Key-/value-stores have a simple data model in common: a map/dictionary, allowing clients to put and request values per key.
Besides the data-model and the API, modern key-value stores favor high scalability over consistency and therefore most of them also omit rich ad-hoc querying and analytics features (especially joins and aggregate operations are set aside).
Key-/value-stores have existed for a long time (e. g. Berkeley DB [Ora10d]) but a large number of this class of NoSQL stores that has emerged in the last couple of years has been heavily influenced by Amazon’s Dynamo which will be investigated thoroughly in this chapter. Among the great variety of free and opensource key-/value-stores, Project Voldemort will be further examined. At the end of the chapter some other notable key-/value-stores will be briefly looked at.
这个应该算最简单的一种NoSQL, 强调high scalability, 而在一致性和查询,分析feature上就比较弱了. 这种类型的数据库很早就出现了, 象berkeley DB, 但是那是数据量没有那么huge, 所以看不出这种简单类型的优势.
所以至到Amazon’s Dynamo, 才开始火起来...
4.1. Amazon’s Dynamo
Amazon Dynamo is one of several databases used at Amazon for different purposes (others are e. g. SimpleDB or S3, the Simple Storage Service, cf. [Ama10b], [Ama10a]).
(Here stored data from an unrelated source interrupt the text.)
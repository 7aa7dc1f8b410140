//! Budget and enforcement tracking. Resource ceilings imposed outside the loop.

use serde::{Deserialize, Serialize};

use crate::provider::Usage;

/// Answer from a budget check.
#[derive(Debug, Clone, PartialEq, Eq, Serialize, Deserialize)]
#[serde(tag = "decision", rename_all = "snake_case")]
pub enum BudgetDecision {
    Allowed,
    Blocked { reason: String },
}

impl BudgetDecision {
    pub fn blocked(reason: impl Into<String>) -> Self {
        Self::Blocked {
            reason: reason.into(),
        }
    }

    pub fn is_blocked(&self) -> bool {
        matches!(self, Self::Blocked { .. })
    }
}

/// A block from any of these checks stops the whole loop.
///
/// Every method defaults to "allowed" so a tracker only implements the
/// ceilings it cares about.
pub trait BudgetTracker: Send + Sync {
    /// Called before every model turn.
    fn check_iteration_budget(&self) -> BudgetDecision {
        BudgetDecision::Allowed
    }

    /// Called before every authorized tool execution.
    fn check_tool_budget(&self, _tool_name: &str, _arguments: &serde_json::Value) -> BudgetDecision {
        BudgetDecision::Allowed
    }

    /// Wall-clock cap, checked alongside the iteration cap.
    fn check_duration_budget(&self) -> BudgetDecision {
        BudgetDecision::Allowed
    }

    /// Token usage reported after every model reply.
    fn record_usage(&self, _usage: &Usage) {}
}

/// The "absent" tracker: everything is allowed.
#[derive(Debug, Clone, Copy, Default)]
pub struct NoBudget;

impl BudgetTracker for NoBudget {}

#[cfg(test)]
mod tests {
    use super::*;

    #[test]
    fn no_budget_allows_everything() {
        let b = NoBudget;
        assert_eq!(b.check_iteration_budget(), BudgetDecision::Allowed);
        assert_eq!(b.check_tool_budget("x", &serde_json::json!({})), BudgetDecision::Allowed);
        assert!(!b.check_duration_budget().is_blocked());
    }
}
DeCandia et al. note their contribution to the research community is that Dynamo as an “eventually consistent storage system can be used in production with demanding applications”.
直接读论文吧...
http://www.cnblogs.com/fxjwind/archive/2012/06/26/2563628.html
底下两点总结的不错, 笔记
4.1.4. Implementation and Optimizations
In addition to the system design, DeCandia et al. make concrete remarks on the implementation of Dynamo. Based on experience at Amazon, they also provide suggestions for its optimization (cf. [DHJ+07, p. 213f]):
- The code running on a Dynamo node consists of a request coordination, a membership and a failure detectioncomponent—each of them implemented in Java.
- Dynamo provides pluggable persistence components (e. g. Berkeley Database Transactional Data Store and BDB Java Edition [Ora10d], MySQL [Ora10c], an in-memory buffer with a persistent backing store). Experience from Amazon shows that “[applications] choose Dynamo’s local persistence engine based on their object size distribution”.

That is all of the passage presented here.